// git-mux: Multi-Repository Branch Multiplexer
//
// SPDX-FileCopyrightText: 2026 Romeo Ahmed
// SPDX-License-Identifier: GPL-3.0-or-later

//! Result sink for multiplexed operations.
//!
//! Lines are plain text. Error lines carry an `error: ` prefix so they stay
//! distinguishable without color.

/// Destination for per-component headers and result lines.
pub trait Console {
    /// Start the section for one component.
    fn section(&mut self, component: &str);

    fn info(&mut self, message: &str);

    fn error(&mut self, message: &str);
}

#[must_use]
pub fn section_line(component: &str) -> String {
    format!("[{component}]")
}

#[must_use]
pub fn error_line(message: &str) -> String {
    format!("error: {message}")
}

/// Writes to stdout.
#[derive(Debug, Default, Clone, Copy)]
pub struct StdConsole;

impl Console for StdConsole {
    fn section(&mut self, component: &str) {
        println!("{}", section_line(component));
    }

    fn info(&mut self, message: &str) {
        println!("{message}");
    }

    fn error(&mut self, message: &str) {
        println!("{}", error_line(message));
    }
}

/// Collects lines in memory.
#[derive(Debug, Default, Clone)]
pub struct MemoryConsole {
    lines: Vec<String>,
}

impl MemoryConsole {
    #[must_use]
    pub fn new() -> Self {
        Self::default()
    }

    #[must_use]
    pub fn lines(&self) -> &[String] {
        &self.lines
    }
}

impl Console for MemoryConsole {
    fn section(&mut self, component: &str) {
        self.lines.push(section_line(component));
    }

    fn info(&mut self, message: &str) {
        self.lines.extend(message.lines().map(str::to_string));
    }

    fn error(&mut self, message: &str) {
        self.lines.push(error_line(message));
    }
}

------------------------------------

● **Required action**:
Go back to the data above and please quote exactly, and only, the lines from the line with "fn info(&mut self, message: &str);" through its last line.

● **Result below**:
    fn info(&mut self, message: &str);

    fn error(&mut self, message: &str);
}

#[must_use]
pub fn section_line(component: &str) -> String {
    format!("[{component}]")
}

#[must_use]
pub fn error_line(message: &str) -> String {
    format!("error: {message}")
}

/// Writes to stdout.
#[derive(Debug, Default, Clone, Copy)]
pub struct StdConsole;

impl Console for StdConsole {
    fn section(&mut self, component: &str) {
        println!("{}", section_line(component));
    }

    fn info(&mut self, message: &str) {
        println!("{message}");
    }

    fn error(&mut self, message: &str) {
        println!("{}", error_line(message));
    }
}

/// Collects lines in memory.
#[derive(Debug, Default, Clone)]
pub struct MemoryConsole {
    lines: Vec<String>,
}

impl MemoryConsole {
    #[must_use]
    pub fn new() -> Self {
        Self::default()
    }

    #[must_use]
    pub fn lines(&self) -> &[String] {
        &self.lines
    }
}

impl Console for MemoryConsole {
    fn section(&mut self, component: &str) {
        self.lines.push(section_line(component));
    }

    fn info(&mut self, message: &str) {
        self.lines.extend(message.lines().map(str::to_string));
    }

    fn error(&mut self, message: &str) {
        self.lines.push(error_line(message));
    }
}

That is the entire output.